I love a lot of experience with Aetna. Of course YMMV.
|Billing as a "global vaginal delivery" (which includes the fees for ante- and postpartum) not a "home birth" will usually see some return, even with Aetna who has a statement against home birth.
There is only one CPT code for billing for global services, it's not even possible to differentiate a home birth procedure. However, the diagnosis codes that must be given for the procedure are for "baby born in hospital" and "baby born out of hospital". You can't tell them the baby was born in the hospital in order to get payment. That's insurance fraud.
|I checked their website yesterday and it offers conflicting advice. On one hand they state that it is "unsafe" but on the other they list midwives as care providers.
This is actually not conflicting information. Paying for services and paying for providers are separate issues. For example, of course insurance is going to pay doctors. Physician is a class of provider
. If you break your arm and go to the family doctor for an x-ray and a cast, those are services
that insurance is going to pay for. If, while you're there, you ask for a Botox injection and laser hair remover, they're not going to pay for that because those are services that aren't covered
under your policy. Home birth is a special service that is not covered.
There are more midwives in this country working in hospitals than doing home births, so it's completely understandable that they cover midwives as providers but not home birth as a service. I've never known them to care whether the midwife was a CNM or CPM. They just wanted a license number, or now an NPI.
I've also never known them to say they'll only pay for midwives at out-of-network rates. Like any other insurance company, they pay in-network providers at in-network rates, out-of-network providers at out-of-network rates. Most home birth midwives are going to be out-of-network so that's not some kind of penalization for choosing a midwife, that's just how all insurance works. If you happen to find a home birth midwife who is in-network, they are going to pay her in-network.

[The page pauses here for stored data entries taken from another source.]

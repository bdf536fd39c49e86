//! Example behaviors used to exercise the runtime.
use turnstile_core::{Behavior, BehaviorError, BehaviorRegistry, Token, Turn, Value};

pub const ACCOUNT: &str = "account";
pub const TRANSFER: &str = "transfer";
pub const DEBIT: &str = "transfer.debit";
pub const CREDIT: &str = "transfer.credit";
pub const REVERSE: &str = "transfer.reverse";
pub const RECORDER: &str = "recorder";
pub const PING: &str = "ping";
pub const PONG: &str = "pong";
pub const RING_SEED: &str = "ring.seed";
pub const RING_NODE: &str = "ring.node";
pub const ONE_TIME: &str = "one_time";
pub const FAULTY: &str = "faulty";
pub const PANICKY: &str = "panicky";
pub const BURST: &str = "burst";

pub const INSUFFICIENT_FUNDS: &str = "Insufficient Funds";

/// A registry containing every behavior in this module.
pub fn registry() -> BehaviorRegistry {
    BehaviorRegistry::new()
        .with(ACCOUNT, account)
        .with(TRANSFER, transfer)
        .with(DEBIT, debit)
        .with(CREDIT, credit)
        .with(REVERSE, reverse)
        .with(RECORDER, recorder)
        .with(PING, ping)
        .with(PONG, pong)
        .with(RING_SEED, ring_seed)
        .with(RING_NODE, ring_node)
        .with(ONE_TIME, one_time)
        .with(FAULTY, faulty)
        .with(PANICKY, panicky)
        .with(BURST, burst)
}

/// `{amount, ok, fail}` for an account.
pub fn adjust(amount: i64, ok: &Token, fail: &Token) -> Value {
    [
        ("amount", Value::from(amount)),
        ("ok", Value::from(ok)),
        ("fail", Value::from(fail)),
    ]
    .into_iter()
    .collect()
}

/// `{type: "balance", ok, fail}` for an account.
pub fn balance_query(ok: &Token, fail: &Token) -> Value {
    [
        ("type", Value::from("balance")),
        ("ok", Value::from(ok)),
        ("fail", Value::from(fail)),
    ]
    .into_iter()
    .collect()
}

/// `{from, to, amount, ok, fail}` for a transfer.
pub fn transfer_request(from: &Token, to: &Token, amount: i64, ok: &Token, fail: &Token) -> Value {
    [
        ("from", Value::from(from)),
        ("to", Value::from(to)),
        ("amount", Value::from(amount)),
        ("ok", Value::from(ok)),
        ("fail", Value::from(fail)),
    ]
    .into_iter()
    .collect()
}

pub fn balance(state: &Value) -> i64 {
    state.int_field("balance").expect("account state has a balance")
}

/// Everything a recorder has received, oldest first.
pub fn recorded(state: &Value) -> Vec<Value> {
    state
        .get("received")
        .and_then(Value::as_list)
        .map(<[Value]>::to_vec)
        .unwrap_or_default()
}

// state: {balance}
// message: {type: "balance", ok, fail} or {amount, ok, fail}
fn account(turn: &mut Turn<'_>, msg: &Value) -> Result<(), BehaviorError> {
    let balance = turn.state().int_field("balance")?;
    let ok = msg.ref_field("ok")?.clone();
    if msg.get("type").and_then(Value::as_str) == Some("balance") {
        return turn.send(&ok, balance);
    }
    let fail = msg.ref_field("fail")?.clone();
    let updated = balance + msg.int_field("amount")?;
    if updated >= 0 {
        turn.state_mut().set("balance", updated);
        turn.send(&ok, updated)
    } else {
        let account = turn.self_token().clone();
        let reply: Value = [
            ("error", Value::from(INSUFFICIENT_FUNDS)),
            ("account", Value::from(account)),
        ]
        .into_iter()
        .collect();
        turn.send(&fail, reply)
    }
}

// Creates a debit actor holding the request and kicks it off.
fn transfer(turn: &mut Turn<'_>, msg: &Value) -> Result<(), BehaviorError> {
    let debit = turn.create(Behavior::new(DEBIT), msg.clone())?;
    turn.send(&debit, Value::Null)
}

// Take the amount from the source account, continuing as the credit step.
fn debit(turn: &mut Turn<'_>, _msg: &Value) -> Result<(), BehaviorError> {
    let from = turn.state().ref_field("from")?.clone();
    let amount = turn.state().int_field("amount")?;
    let fail = turn.state().ref_field("fail")?.clone();
    let me = turn.self_token().clone();
    turn.send(&from, adjust(-amount, &me, &fail))?;
    turn.become_behavior(Behavior::new(CREDIT))
}

// The source was debited, credit the destination. If that fails the debit
// is reversed.
fn credit(turn: &mut Turn<'_>, _msg: &Value) -> Result<(), BehaviorError> {
    let to = turn.state().ref_field("to")?.clone();
    let amount = turn.state().int_field("amount")?;
    let ok = turn.state().ref_field("ok")?.clone();
    let me = turn.self_token().clone();
    turn.send(&to, adjust(amount, &ok, &me))?;
    turn.become_behavior(Behavior::new(REVERSE))
}

fn reverse(turn: &mut Turn<'_>, _msg: &Value) -> Result<(), BehaviorError> {
    let from = turn.state().ref_field("from")?.clone();
    let amount = turn.state().int_field("amount")?;
    let fail = turn.state().ref_field("fail")?.clone();
    turn.send(&from, adjust(amount, &fail, &fail))
}

fn recorder(turn: &mut Turn<'_>, msg: &Value) -> Result<(), BehaviorError> {
    let mut received = recorded(turn.state());
    received.push(msg.clone());
    turn.state_mut().set("received", received);
    Ok(())
}

// state: {peer, pings}
// message: remaining round trips
fn ping(turn: &mut Turn<'_>, msg: &Value) -> Result<(), BehaviorError> {
    let remaining = msg
        .as_int()
        .ok_or_else(|| BehaviorError::fault("ping expects a count"))?;
    let peer = turn.state().ref_field("peer")?.clone();
    let pings = turn.state().int_field("pings")?;
    turn.state_mut().set("pings", pings + 1);
    turn.send(&peer, remaining)
}

// state: {peer, done, pongs}
fn pong(turn: &mut Turn<'_>, msg: &Value) -> Result<(), BehaviorError> {
    let remaining = msg
        .as_int()
        .ok_or_else(|| BehaviorError::fault("pong expects a count"))?;
    let pongs = turn.state().int_field("pongs")?;
    turn.state_mut().set("pongs", pongs + 1);
    if remaining > 1 {
        let peer = turn.state().ref_field("peer")?.clone();
        turn.send(&peer, remaining - 1)
    } else {
        let done = turn.state().ref_field("done")?.clone();
        turn.send(&done, "pong")
    }
}

// message: {size, hops, report}
// Creates `size` ring nodes, each pointing at the next, and starts a token
// of `hops` hops around them.
fn ring_seed(turn: &mut Turn<'_>, msg: &Value) -> Result<(), BehaviorError> {
    let size = msg.int_field("size")?;
    let hops = msg.int_field("hops")?;
    let report = msg.ref_field("report")?.clone();
    if size < 1 {
        return Err(BehaviorError::fault("a ring needs at least one node"));
    }
    let mut next = turn.self_token().clone();
    for _ in 0..size {
        let state: Value = [
            ("next", Value::from(&next)),
            ("report", Value::from(&report)),
            ("seen", Value::from(0)),
        ]
        .into_iter()
        .collect();
        next = turn.create(Behavior::new(RING_NODE), state)?;
    }
    // close the ring: this actor becomes a node pointing at the last created
    let state: Value = [
        ("next", Value::from(&next)),
        ("report", Value::from(&report)),
        ("seen", Value::from(0)),
    ]
    .into_iter()
    .collect();
    *turn.state_mut() = state;
    turn.become_behavior(Behavior::new(RING_NODE))?;
    turn.send(&next, hops)
}

fn ring_node(turn: &mut Turn<'_>, msg: &Value) -> Result<(), BehaviorError> {
    let remaining = msg
        .as_int()
        .ok_or_else(|| BehaviorError::fault("ring expects a hop count"))?;
    let seen = turn.state().int_field("seen")?;
    turn.state_mut().set("seen", seen + 1);
    if remaining > 0 {
        let next = turn.state().ref_field("next")?.clone();
        turn.send(&next, remaining - 1)
    } else {
        let report = turn.state().ref_field("report")?.clone();
        let me = turn.self_token().clone();
        turn.send(&report, me)
    }
}

// Creates a recorder, tells it its label and then ignores everything.
fn one_time(turn: &mut Turn<'_>, _msg: &Value) -> Result<(), BehaviorError> {
    let label = turn.state().field("label")?.clone();
    let actor = turn.create(Behavior::new(RECORDER), Value::Null)?;
    turn.send(&actor, label)?;
    turn.become_behavior(Behavior::ignore())
}

// message: {fail: bool, witness}
// Mutates its state, creates an actor, sends to the witness and becomes a
// recorder before deciding whether to fail.
fn faulty(turn: &mut Turn<'_>, msg: &Value) -> Result<(), BehaviorError> {
    let witness = msg.ref_field("witness")?.clone();
    let count = turn.state().int_field("count")?;
    turn.state_mut().set("count", count + 1);
    let child = turn.create(Behavior::new(RECORDER), Value::Null)?;
    turn.send(&witness, child)?;
    turn.become_behavior(Behavior::new(RECORDER))?;
    if msg.get("fail").and_then(Value::as_bool) == Some(true) {
        return Err(BehaviorError::fault("asked to fail"));
    }
    Ok(())
}

fn panicky(turn: &mut Turn<'_>, _msg: &Value) -> Result<(), BehaviorError> {
    turn.state_mut().set("touched", true);
    panic!("panicky behavior");
}

// message: {to, count}
// Sends 0..count to `to` in one turn.
fn burst(turn: &mut Turn<'_>, msg: &Value) -> Result<(), BehaviorError> {
    let to = msg.ref_field("to")?.clone();
    for i in 0..msg.int_field("count")? {
        turn.send(&to, i)?;
    }
    Ok(())
}
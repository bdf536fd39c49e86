use std::sync::atomic::{AtomicU64, Ordering};

/// Identifies an outstanding [`IoTask`](super::IoTask) so its result can be
/// routed back to whoever requested it.
#[derive(Debug, Clone, Copy, PartialEq, Eq, Hash)]
pub struct IoTaskId(u64);

static NEXT: AtomicU64 = AtomicU64::new(1);

impl IoTaskId {
    pub(crate) fn new() -> Self {
        Self(NEXT.fetch_add(1, Ordering::Relaxed))
    }
}

impl std::fmt::Display for IoTaskId {
    fn fmt(&self, f: &mut std::fmt::Formatter<'_>) -> std::fmt::Result {
        write!(f, "io-{}", self.0)
    }
}
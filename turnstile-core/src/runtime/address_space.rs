use std::collections::{BTreeMap, HashMap};

use crate::{Behavior, Memento, Token, Value};

/// One live actor.
#[derive(Debug, Clone, PartialEq)]
pub struct Context {
    pub token: Token,
    pub state: Value,
    pub behavior: Behavior,
}

impl Context {
    pub fn memento(&self) -> Memento {
        Memento {
            token: self.token.clone(),
            state: self.state.clone(),
            behavior: self.behavior.clone(),
        }
    }
}

impl From<Memento> for Context {
    fn from(m: Memento) -> Self {
        Context {
            token: m.token,
            state: m.state,
            behavior: m.behavior,
        }
    }
}

/// Every live actor, addressed by token.
///
/// Actors never hold each other directly, only tokens into this map, so
/// cyclic references need no special treatment.
#[derive(Debug, Default)]
pub(crate) struct AddressSpace {
    contexts: HashMap<Token, Context>,
}

impl AddressSpace {
    pub(crate) fn get(&self, token: &Token) -> Option<&Context> {
        self.contexts.get(token)
    }

    pub(crate) fn contains(&self, token: &Token) -> bool {
        self.contexts.contains_key(token)
    }

    pub(crate) fn len(&self) -> usize {
        self.contexts.len()
    }

    /// Insert an actor which ignores every message, to be overwritten once
    /// every token in a snapshot exists.
    pub(crate) fn insert_placeholder(&mut self, token: Token) {
        self.contexts.insert(
            token.clone(),
            Context {
                token,
                state: Value::Null,
                behavior: Behavior::ignore(),
            },
        );
    }

    pub(crate) fn overwrite(&mut self, memento: &Memento) {
        self.contexts
            .insert(memento.token.clone(), Context::from(memento.clone()));
    }

    pub(crate) fn clear(&mut self) {
        self.contexts.clear();
    }

    pub(crate) fn mementos(&self) -> BTreeMap<Token, Memento> {
        self.contexts
            .iter()
            .map(|(token, ctx)| (token.clone(), ctx.memento()))
            .collect()
    }
}
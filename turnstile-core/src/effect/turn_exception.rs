#[derive(Debug, Clone, Copy, PartialEq, Eq, serde::Serialize, serde::Deserialize)]
#[serde(rename_all = "snake_case")]
pub enum ExceptionKind {
    /// The behavior returned an error or panicked.
    Behavior,
    /// The event was addressed to a token with no live actor.
    UnknownActor,
    /// The actor's behavior is not registered.
    UnknownBehavior,
}

/// Why a turn was aborted.
#[derive(Debug, Clone, PartialEq, Eq, serde::Serialize, serde::Deserialize)]
pub struct TurnException {
    pub kind: ExceptionKind,
    pub message: String,
}

impl TurnException {
    pub fn new<S: Into<String>>(kind: ExceptionKind, message: S) -> Self {
        Self {
            kind,
            message: message.into(),
        }
    }
}

impl std::fmt::Display for TurnException {
    fn fmt(&self, f: &mut std::fmt::Formatter<'_>) -> std::fmt::Result {
        write!(f, "{:?}: {}", self.kind, self.message)
    }
}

|I guess I'm confused because I did a search and found several posts on MDC saying that Aetna was very good about homebirth. Sigh.
As lots of others have already mentioned, what they say to patients is not what they practice. I always bill the global fee anyway, and in my experience usually they just pay it. Maybe because they are only looking at the service performed and glossing over the diagnosis code that reveals it's a home birth. I suspect they pay it because they know it saves them money, and that's the bottom line.
If they deny the global fee I immediately re-bill itemized fees for every other service I performed for the client, and it is not unusual for these claims to equal or even exceed the global fee. They then pay it, usually no questions asked. This thread is the first place I've ever seen it mentioned that they don't pay for prenatal or postpartum care if you have a homebirth. In fact, they have specifically told my patients they will.
When talking to your insurance company first ask what your maternity benefits are; usually their answer will give you in-network and out-of-network rates, but if they don't then ask them if there's a difference. Don't even bother to ask them about home birth, but ask if they cover midwives.
You can never know for sure what or how much they will cover until they actually process the claims, but the answers they give to those questions are generally pretty reliable.
|I thought, though, that there was a federal law that basically said a woman can't be compelled to give birth in the hospital, and that insurance had to cover it as long as the care provider was legal in the state in which the birth occurred?
State law, not federal. I can't remember which states specifically, but very few.
I don't mean to come off as a know-it-all, but these have been my direct experiences with Aetna and I've had quite a few of them. And again, your mileage may vary.